Introduction: Hepatic steatosis (HS) is associated with coronary artery disease (CAD) and cardiovascular (CV) events. Previously, we have demonstrated that granular measures of lipids (lipoprotein particle number/size) are associated with CAD and CV events and incremental to traditional lipid measures. Hypothesis: Granular measures of lipids are associated with HS detected by cardiac computed tomography (CT) and with HS detected by histopathology. Methods: We included 1524 subjects from the PROMISE trial.
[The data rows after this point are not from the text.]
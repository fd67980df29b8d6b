//! Wire types for the JSON Lines protocol over TCP.
//!
//! Two directions share one socket:
//! - commands from clients (`UPDATE`, `GET`, `SUB`, `STATUS`) answered by an
//!   [`IpcResponse`] envelope;
//! - `drill_state` messages pushed to subscribers:
//!   `{"type":"drill_state","payload":{"bit":[lon,lat,h],"path":[[lon,lat,h],...],"md":0.0}}`.
//!
//! Positions travel as `[lon, lat]` or `[lon, lat, height]` arrays; a missing
//! or `null` height means 0 and entries past the third are ignored.

use crate::geo::Position;
use serde::de::{self, IgnoredAny, SeqAccess, Visitor};
use serde::ser::SerializeTuple;
use serde::{Deserialize, Deserializer, Serialize, Serializer};
use std::fmt;
use std::str::FromStr;

/// IPC protocol version. Included in every command and response.
pub const IPC_VERSION: u32 = 1;

/// `type` tag of the drill state message.
pub const DRILL_STATE_TYPE: &str = "drill_state";

/// Errors raised while decoding wire data.
#[derive(Debug, thiserror::Error)]
pub enum ProtocolError {
    /// The line is not valid JSON or does not match the expected shape.
    #[error("malformed message: {0}")]
    Json(#[from] serde_json::Error),

    /// A command named a verb the server does not know.
    #[error("unknown command: {0}")]
    UnknownCommand(String),

    /// A command carried a protocol version this build does not speak.
    #[error("unsupported protocol version {got} (expected {expected})")]
    UnsupportedVersion {
        /// Version found in the command.
        got: u32,
        /// Version this build speaks.
        expected: u32,
    },
}

impl Serialize for Position {
    fn serialize<S: Serializer>(&self, serializer: S) -> Result<S::Ok, S::Error> {
        let mut tup = serializer.serialize_tuple(3)?;
        tup.serialize_element(&self.lon)?;
        tup.serialize_element(&self.lat)?;
        tup.serialize_element(&self.height)?;
        tup.end()
    }
}

impl<'de> Deserialize<'de> for Position {
    fn deserialize<D: Deserializer<'de>>(deserializer: D) -> Result<Self, D::Error> {
        struct PositionVisitor;

        impl<'de> Visitor<'de> for PositionVisitor {
            type Value = Position;

            fn expecting(&self, f: &mut fmt::Formatter) -> fmt::Result {
                f.write_str("an array [lon, lat] or [lon, lat, height]")
            }

            fn visit_seq<A: SeqAccess<'de>>(self, mut seq: A) -> Result<Position, A::Error> {
                let lon: f64 = seq
                    .next_element()?
                    .ok_or_else(|| de::Error::invalid_length(0, &self))?;
                let lat: f64 = seq
                    .next_element()?
                    .ok_or_else(|| de::Error::invalid_length(1, &self))?;
                let height: Option<f64> = seq.next_element::<Option<f64>>()?.flatten();
                // Trailing entries (e.g. a per-point md) are ignored.
                while seq.next_element::<IgnoredAny>()?.is_some() {}
                let p = Position::new(lon, lat, height.unwrap_or(0.0));
                if ![p.lon, p.lat, p.height].iter().all(|v| v.is_finite()) {
                    return Err(de::Error::custom(format!(
                        "non-finite position: lon={lon}, lat={lat}"
                    )));
                }
                Ok(p)
            }
        }

        deserializer.deserialize_seq(PositionVisitor)
    }
}

/// Payload of a `drill_state` message.
///
/// Every field is optional: receivers apply what is present and keep the rest.
#[derive(Debug, Clone, Default, PartialEq, Serialize, Deserialize)]
pub struct DrillState {
    /// Current bit position.
    #[serde(default)]
    pub bit: Option<Position>,
    /// Recorded trajectory, first point at the surface.
    #[serde(default, skip_serializing_if = "Option::is_none")]
    pub path: Option<Vec<Position>>,
    /// Measured depth in metres.
    #[serde(default, skip_serializing_if = "Option::is_none")]
    pub md: Option<f64>,
}

/// Envelope pushed from server to subscribers.
#[derive(Debug, Clone, Serialize, Deserialize)]
pub struct DrillStateMessage {
    /// Message type tag, always [`DRILL_STATE_TYPE`] when produced here.
    #[serde(rename = "type")]
    pub message_type: String,
    /// Drill state payload.
    pub payload: DrillState,
}

impl DrillStateMessage {
    pub fn new(payload: DrillState) -> Self {
        Self {
            message_type: DRILL_STATE_TYPE.to_string(),
            payload,
        }
    }

    /// Serializes to a JSON line (with trailing newline).
    pub fn to_json_line(&self) -> String {
        let json = serde_json::to_string(self).expect("failed to serialize DrillStateMessage");
        format!("{}\n", json)
    }
}

/// A decoded server push.
#[derive(Debug, Clone, PartialEq)]
pub enum ServerMessage {
    /// A `drill_state` message. `None` when the payload is absent or null.
    DrillState(Option<DrillState>),
    /// Any other message type; receivers ignore it.
    Other(String),
}

#[derive(Deserialize)]
struct RawEnvelope {
    #[serde(rename = "type")]
    message_type: String,
    #[serde(default)]
    payload: Option<serde_json::Value>,
}

/// Parses one line pushed by the server.
///
/// Only the `drill_state` payload is decoded; other types are reported as
/// [`ServerMessage::Other`] without looking at their payload.
pub fn parse_server_message(line: &str) -> Result<ServerMessage, ProtocolError> {
    let raw: RawEnvelope = serde_json::from_str(line)?;
    if raw.message_type != DRILL_STATE_TYPE {
        return Ok(ServerMessage::Other(raw.message_type));
    }
    let payload = match raw.payload {
        None | Some(serde_json::Value::Null) => None,
        Some(value) => Some(serde_json::from_value::<DrillState>(value)?),
    };
    Ok(ServerMessage::DrillState(payload))
}

/// Command verbs understood by the server.
#[derive(Debug, Clone, Copy, PartialEq, Eq)]
pub enum IpcCommandKind {
    /// Merge a partial drill state and broadcast it.
    Update,
    /// Return the current drill state.
    Get,
    /// Stream drill state messages.
    Sub,
    /// Return server health.
    Status,
}

impl fmt::Display for IpcCommandKind {
    fn fmt(&self, f: &mut fmt::Formatter<'_>) -> fmt::Result {
        let s = match self {
            IpcCommandKind::Update => "UPDATE",
            IpcCommandKind::Get => "GET",
            IpcCommandKind::Sub => "SUB",
            IpcCommandKind::Status => "STATUS",
        };
        write!(f, "{}", s)
    }
}

impl FromStr for IpcCommandKind {
    type Err = ProtocolError;

    fn from_str(s: &str) -> Result<Self, Self::Err> {
        match s.to_uppercase().as_str() {
            "UPDATE" => Ok(IpcCommandKind::Update),
            "GET" => Ok(IpcCommandKind::Get),
            "SUB" => Ok(IpcCommandKind::Sub),
            "STATUS" => Ok(IpcCommandKind::Status),
            _ => Err(ProtocolError::UnknownCommand(s.to_string())),
        }
    }
}

/// Incoming command from a client to the server.
///
/// Every command is a single JSON line:
/// `{"version": 1, "cmd": "UPDATE", "bit": [50.0, 25.0, -120.0]}\n`
#[derive(Debug, Clone, Serialize, Deserialize)]
pub struct IpcCommand {
    /// Protocol version (must be [`IPC_VERSION`]).
    pub version: u32,
    /// Command name (UPDATE, GET, SUB, STATUS).
    pub cmd: String,
    /// Bit position (for UPDATE).
    #[serde(default, skip_serializing_if = "Option::is_none")]
    pub bit: Option<Position>,
    /// Measured depth (for UPDATE).
    #[serde(default, skip_serializing_if = "Option::is_none")]
    pub md: Option<f64>,
    /// Trajectory (for UPDATE). Ignored when empty.
    #[serde(default, skip_serializing_if = "Option::is_none")]
    pub path: Option<Vec<Position>>,
}

impl IpcCommand {
    /// Creates a command with no payload fields.
    pub fn new(kind: IpcCommandKind) -> Self {
        Self {
            version: IPC_VERSION,
            cmd: kind.to_string(),
            bit: None,
            md: None,
            path: None,
        }
    }

    /// Creates an UPDATE command carrying the given partial state.
    pub fn update(state: DrillState) -> Self {
        Self {
            bit: state.bit,
            md: state.md,
            path: state.path,
            ..Self::new(IpcCommandKind::Update)
        }
    }

    /// Parses the verb, checking the protocol version first.
    pub fn kind(&self) -> Result<IpcCommandKind, ProtocolError> {
        if self.version != IPC_VERSION {
            return Err(ProtocolError::UnsupportedVersion {
                got: self.version,
                expected: IPC_VERSION,
            });
        }
        self.cmd.parse()
    }

    /// Serializes to a JSON line (with trailing newline).
    pub fn to_json_line(&self) -> String {
        let json = serde_json::to_string(self).expect("failed to serialize IpcCommand");
        format!("{}\n", json)
    }
}

/// Response envelope from server to client.
///
/// Sent as a single JSON line: `{"version": 1, "ok": true, ...}\n`
#[derive(Debug, Clone, Serialize, Deserialize)]
pub struct IpcResponse {
    /// Protocol version.
    pub version: u32,
    /// Whether the command succeeded.
    pub ok: bool,
    /// Error message when `ok` is false.
    #[serde(skip_serializing_if = "Option::is_none")]
    pub error: Option<String>,
    /// Command-specific payload (varies by command).
    #[serde(skip_serializing_if = "Option::is_none")]
    pub data: Option<serde_json::Value>,
}

impl IpcResponse {
    /// Creates a success response with optional data payload.
    pub fn success(data: Option<serde_json::Value>) -> Self {
        Self {
            version: IPC_VERSION,
            ok: true,
            error: None,
            data,
        }
    }

    /// Creates an error response with the given message.
    pub fn error(message: impl Into<String>) -> Self {
        Self {
            version: IPC_VERSION,
            ok: false,
            error: Some(message.into()),
            data: None,
        }
    }

    /// Serializes to a JSON line (with trailing newline).
    pub fn to_json_line(&self) -> String {
        let json = serde_json::to_string(self).expect("failed to serialize IpcResponse");
        format!("{}\n", json)
    }
}

#[cfg(test)]
mod tests {
    use super::*;

    #[test]
    fn position_height_defaults_to_zero() {
        let p: Position = serde_json::from_str("[50.0, 25.0]").expect("two-element array");
        assert_eq!(p, Position::new(50.0, 25.0, 0.0));

        let p: Position = serde_json::from_str("[50.0, 25.0, null]").expect("null height");
        assert_eq!(p.height, 0.0);
    }

    #[test]
    fn position_rejects_short_arrays_and_objects() {
        assert!(serde_json::from_str::<Position>("[50.0]").is_err());
        assert!(serde_json::from_str::<Position>(r#"{"lon": 1.0}"#).is_err());
        assert!(serde_json::from_str::<Position>(r#"[50.0, "north"]"#).is_err());
    }

    #[test]
    fn position_ignores_extra_entries() {
        let p: Position = serde_json::from_str("[1.0, 2.0, 3.0, 4.0]").unwrap();
        assert_eq!(p, Position::new(1.0, 2.0, 3.0));
        let p: Position = serde_json::from_str(r#"[1.0, 2.0, null, "md", [9]]"#).unwrap();
        assert_eq!(p, Position::new(1.0, 2.0, 0.0));
    }

    #[test]
    fn position_keeps_out_of_range_coordinates() {
        let p: Position = serde_json::from_str("[200.0, 25.0, 0.0]").unwrap();
        assert_eq!(p.lon, 200.0);
        assert!(!p.is_valid());
    }

    #[test]
    fn drill_state_with_four_entry_path_points_keeps_bit() {
        let line = r#"{"type":"drill_state","payload":{"bit":[50,25,-10],"path":[[50,25,0,0],[50,25,-10,10]]}}"#;
        match parse_server_message(line).unwrap() {
            ServerMessage::DrillState(Some(state)) => {
                assert_eq!(state.bit, Some(Position::new(50.0, 25.0, -10.0)));
                assert_eq!(state.path.map(|p| p.len()), Some(2));
            }
            other => panic!("expected drill state, got {:?}", other),
        }
    }

    #[test]
    fn position_serializes_as_triple() {
        let json = serde_json::to_string(&Position::new(1.5, 2.5, -3.0)).unwrap();
        assert_eq!(json, "[1.5,2.5,-3.0]");
    }

    #[test]
    fn parse_drill_state_message() {
        let line = r#"{"type":"drill_state","payload":{"bit":[50.0,25.0,-100],"path":[[50.0,25.0],[50.0,25.0,-100]]}}"#;
        match parse_server_message(line).unwrap() {
            ServerMessage::DrillState(Some(state)) => {
                assert_eq!(state.bit, Some(Position::new(50.0, 25.0, -100.0)));
                let path = state.path.expect("path present");
                assert_eq!(path.len(), 2);
                assert_eq!(path[0].height, 0.0);
                assert!(state.md.is_none());
            }
            other => panic!("expected drill state, got {:?}", other),
        }
    }

    #[test]
    fn parse_drill_state_with_null_payload() {
        let msg = parse_server_message(r#"{"type":"drill_state","payload":null}"#).unwrap();
        assert_eq!(msg, ServerMessage::DrillState(None));
        let msg = parse_server_message(r#"{"type":"drill_state"}"#).unwrap();
        assert_eq!(msg, ServerMessage::DrillState(None));
    }

    #[test]
    fn parse_other_type_skips_payload() {
        let msg = parse_server_message(r#"{"type":"heartbeat","payload":[1,2,3]}"#).unwrap();
        assert_eq!(msg, ServerMessage::Other("heartbeat".to_string()));
    }

    #[test]
    fn parse_garbage_is_error() {
        assert!(parse_server_message("not json").is_err());
        assert!(parse_server_message(r#"{"payload":{}}"#).is_err());
        assert!(
            parse_server_message(r#"{"type":"drill_state","payload":{"bit":[1]}}"#).is_err()
        );
    }

    #[test]
    fn server_payload_with_null_bit_round_trips() {
        let msg = DrillStateMessage::new(DrillState {
            bit: None,
            path: Some(vec![]),
            md: Some(0.0),
        });
        let line = msg.to_json_line();
        assert!(line.ends_with('\n'));
        assert!(line.contains(r#""bit":null"#));
        let parsed = parse_server_message(line.trim()).unwrap();
        assert_eq!(parsed, ServerMessage::DrillState(Some(msg.payload)));
    }

    #[test]
    fn command_kind_parses_case_insensitively() {
        assert_eq!("update".parse::<IpcCommandKind>().unwrap(), IpcCommandKind::Update);
        assert_eq!("SUB".parse::<IpcCommandKind>().unwrap(), IpcCommandKind::Sub);
        assert!(matches!(
            "DROP".parse::<IpcCommandKind>(),
            Err(ProtocolError::UnknownCommand(_))
        ));
    }

    #[test]
    fn command_kind_checks_version() {
        let mut cmd = IpcCommand::new(IpcCommandKind::Get);
        assert_eq!(cmd.kind().unwrap(), IpcCommandKind::Get);
        cmd.version = 99;
        assert!(matches!(
            cmd.kind(),
            Err(ProtocolError::UnsupportedVersion { got: 99, .. })
        ));
    }

    #[test]
    fn update_command_omits_absent_fields() {
        let cmd = IpcCommand::update(DrillState {
            bit: Some(Position::new(1.0, 2.0, 3.0)),
            path: None,
            md: None,
        });
        let line = cmd.to_json_line();
        assert!(line.contains(r#""cmd":"UPDATE""#));
        assert!(line.contains(r#""bit":[1.0,2.0,3.0]"#));
        assert!(!line.contains("path"));
        assert!(!line.contains("md"));
    }

    #[test]
    fn response_error_has_no_data() {
        let line = IpcResponse::error("boom").to_json_line();
        let resp: IpcResponse = serde_json::from_str(line.trim()).unwrap();
        assert!(!resp.ok);
        assert_eq!(resp.error.as_deref(), Some("boom"));
        assert!(resp.data.is_none());
    }
}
HS was defined as CT attenuation of the liver <40HU or liver<spleen HU on CT. Plasma lipoprotein particle parameters were measured by NMR. Principal components analysis was used for dimensionality reduction and logistic regression was used to test the association of lipoprotein factors and individual lipoproteins with HS cases and controls in uni/multivariable models. The association of lipoproteins with HS was validated in an independent cohort of 58 subjects (Laval U) with and without HS defined by histopathology on liver biopsy. Results: Subjects with HS (n=413) were slightly younger (59±8 vs 61±8 yrs) and more likely men (53 vs 44%) as compared to controls (n=1111). Three lipoprotein factors were associated with HS: LDL/LDL particle size (OR 1.36, 95%CI 1.21-1.53, p<0.001); HDL/HDL size (OR 1.75, 95%CI, 1.53-2.02, p<0.001), and TG-rich-lipoprotein particles (OR 0.74, 95% CI 0.65-0.84, p<0.002). Individual lipoproteins heavily loaded in these factors were also significant in multivariable analysis (Figure). These lipoproteins were also associated with HS in the validation cohort: small LDL (OR 6.36, p<0.05), large HDL (OR 0.29, p<0.05), and large TG particles (OR 13.83, p<0.05). Conclusions: We found association of small LDL, large HDL and large TG particles, previously associated with CV event risk, with HS phenotyped by CT and histopathology. These results suggest that use of lipoprotein subclasses may improve CV risk assessment in patients with HS.